## Performing Outlier Detection
### 1.Read the inputs (of the training data and location data)

In [None]:
import numpy as np
import pandas as pd
from numpy import percentile

In [None]:
train = pd.read_csv('../data/cases_train.csv')
location = pd.read_csv('../data/location.csv')

## Training Dataset
*Only dealing with the important numerical attributes*

In [None]:
train_df = train[["age","latitude", "longitude"]] 

## Location Dataset
*Only dealing with the numerical attributes*

In [None]:
location_df = location[["Lat", "Long_", "Confirmed", "Deaths", "Recovered", "Active", "Incidence_Rate", "Case-Fatality_Ratio"]]

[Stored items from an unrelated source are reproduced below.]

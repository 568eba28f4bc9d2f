//! Common utilities for tests

use std::io;
use std::path::PathBuf;
use std::sync::atomic::{AtomicBool, AtomicUsize, Ordering};
use std::sync::{Arc, Mutex};

use ixfs::{Config, Geometry, ImageDevice};

pub const ORANGE: &str = "\x1b[38;5;214m";
pub const RESET: &str = "\x1b[0m";

/// Provides a macro for logging messages during tests.
/// e.g. log!("placeholder") -> println!("[test] placeholder");
#[macro_export]
macro_rules! log {
    ($msg:expr) => {
        println!("{}[test] {}{}", crate::common::ORANGE, $msg, crate::common::RESET)
    };
    ($msg:expr, $($arg:tt)*) => {
        println!("{}[test] {}{}", crate::common::ORANGE, format!($msg, $($arg)*), crate::common::RESET)
    };
}

/// An image device kept in memory. Clones share the same image,
/// so a test can keep a handle after moving one into a file system.
#[derive(Debug, Clone, Default)]
pub struct RamImage {
    inner: Arc<Mutex<Vec<u8>>>,
    stores: Arc<AtomicUsize>,
}

impl RamImage {
    pub fn new() -> Self {
        Self::default()
    }

    /// Copy of the image as last stored.
    pub fn bytes(&self) -> Vec<u8> {
        self.inner.lock().unwrap().clone()
    }

    /// Replaces the stored image, e.g. to simulate corruption.
    pub fn set_bytes(&self, image: Vec<u8>) {
        *self.inner.lock().unwrap() = image;
    }

    /// Number of times the image has been stored.
    pub fn stores(&self) -> usize {
        self.stores.load(Ordering::SeqCst)
    }
}

impl ImageDevice for RamImage {
    fn load(&self) -> io::Result<Vec<u8>> {
        Ok(self.inner.lock().unwrap().clone())
    }

    fn store(&self, image: &[u8]) -> io::Result<()> {
        *self.inner.lock().unwrap() = image.to_vec();
        self.stores.fetch_add(1, Ordering::SeqCst);
        Ok(())
    }
}

/// A device whose stores always fail.
#[derive(Debug, Clone, Default)]
pub struct BrokenImage;

impl ImageDevice for BrokenImage {
    fn load(&self) -> io::Result<Vec<u8>> {
        Ok(Vec::new())
    }

    fn store(&self, _image: &[u8]) -> io::Result<()> {
        Err(io::Error::other("device unplugged"))
    }
}

/// A `RamImage` whose stores can be made to fail and recover.
#[derive(Debug, Clone, Default)]
pub struct FlakyImage {
    inner: RamImage,
    failing: Arc<AtomicBool>,
}

impl FlakyImage {
    pub fn new() -> Self {
        Self::default()
    }

    pub fn set_failing(&self, failing: bool) {
        self.failing.store(failing, Ordering::SeqCst);
    }

    pub fn inner(&self) -> &RamImage {
        &self.inner
    }
}

impl ImageDevice for FlakyImage {
    fn load(&self) -> io::Result<Vec<u8>> {
        self.inner.load()
    }

    fn store(&self, image: &[u8]) -> io::Result<()> {
        if self.failing.load(Ordering::SeqCst) {
            return Err(io::Error::other("write rejected"));
        }
        self.inner.store(image)
    }
}

/// 64 blocks of 64 bytes, 8 slots.
pub fn small_config() -> Config {
    Config::new(Geometry::new(64, 64, 8).unwrap())
}

/// A fresh path under the system temp dir, unique per test.
pub fn temp_image_path(test_name: &str) -> PathBuf {
    let dir = std::env::temp_dir().join(format!("ixfs-tests-{}", std::process::id()));
    std::fs::create_dir_all(&dir).unwrap();
    let path = dir.join(format!("{}.img", test_name));
    let _ = std::fs::remove_file(&path);
    path
}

## Using Inter-Quartile Range to find Outliers

In [None]:
def IQR(data):

    '''
    This function identifies outliers and non-outliers with interquartile range
    
    Input: dataframe
    Ouput: series of print statements
    
    References:
    # reference: https://machinelearningmastery.com/how-to-use-statistics-to-identify-outliers-in-data/
    # reference: https://www.thoughtco.com/what-is-the-interquartile-range-rule-3126244#:~:text=Using%20the%20Interquartile%20Rule%20to%20Find%20Outliers&text=Multiply%20the%20interquartile%20range%20(IQR,this%20is%20a%20suspected%20outlier.&text=Any%20number%20less%20than%20this%20is%20a%20suspected%20outlier.    
    '''
 
    # calculate interquartile range
    q25, q75 = percentile(data, 25), percentile(data, 75)
    iqr = q75 - q25
    print('Percentiles: 25th=%.3f, 75th=%.3f, IQR=%.3f' % (q25, q75, iqr))

    # calculate the outlier cutoff
    # Multiply the interquartile range (IQR) by 1.5
    # Add 1.5 x (IQR) to the third quartile - anything more are considered outliers
    # Subtract 1.5 x (IQR) from the first quartile -  - anything more are considered outliers
    cut_off = iqr * 1.5
    lower, upper = q25 - cut_off, q75 + cut_off
    print("lower bound: ", lower)
    print("upper bound: ", upper)

    # identify outliers
    outliers = [x for x in data if x < lower or x > upper]
    print('Identified outliers: %d' % len(outliers))

    # remove outliers
    outliers_removed = [x for x in data if x >= lower and x <= upper]
    print('Non-outlier observations: %d' % len(outliers_removed))
    
    return

In [None]:
def outlier_detection(df):
    
    '''
    This function displays number of outliers, number of non-outliers and interquartile range
    
    Input: dataframe
    Ouput: series of print statements
    
    References:
    # https://stackoverflow.com/questions/28218698/how-to-iterate-over-columns-of-pandas-dataframe-to-run-regression
    # https://pandas.pydata.org/pandas-docs/stable/reference/api/pandas.Series.name.html
    # https://pandas.pydata.org/pandas-docs/stable/user_guide/dsintro.html
    # https://stackoverflow.com/questions/40705480/python-pandas-remove-everything-after-a-delimiter-in-a-string
    '''
    
    for column in df:
        
        if df[column].name == "age":
            data = df[column].dropna()
            data = data.map(lambda x: str(x)[:2])
            data = data.str.split('.').str[0]
            data = data.str.split('-').str[0]
            data = data.astype(int)
            print(df[column].name, " outlier summary:")
            IQR(data)
            print()

        else:
            data = df[column].dropna()
            print(df[column].name, " outlier summary:")
            IQR(data)
            print()
    
    return

## The Results of Outlier Detection

In [None]:
outlier_detection(train_df)

In [None]:
outlier_detection(location_df)

*Below is a table that summarizes the Outlier detection, and is referred to by the report.*

In [None]:
from IPython.display import Image
Image(filename='../plots/table1-outlier_summary.png') 

***NOTE: These outliers that are identified are statically based of the IQR calculations and not the logical (actual) outliers of the data.***

For example, while the Latitude lower bound = 19.9 and upper bound = 55.5 for the location data, latitudes and longitudes are always within range: -90 to 90 and -180 to 180, respectively.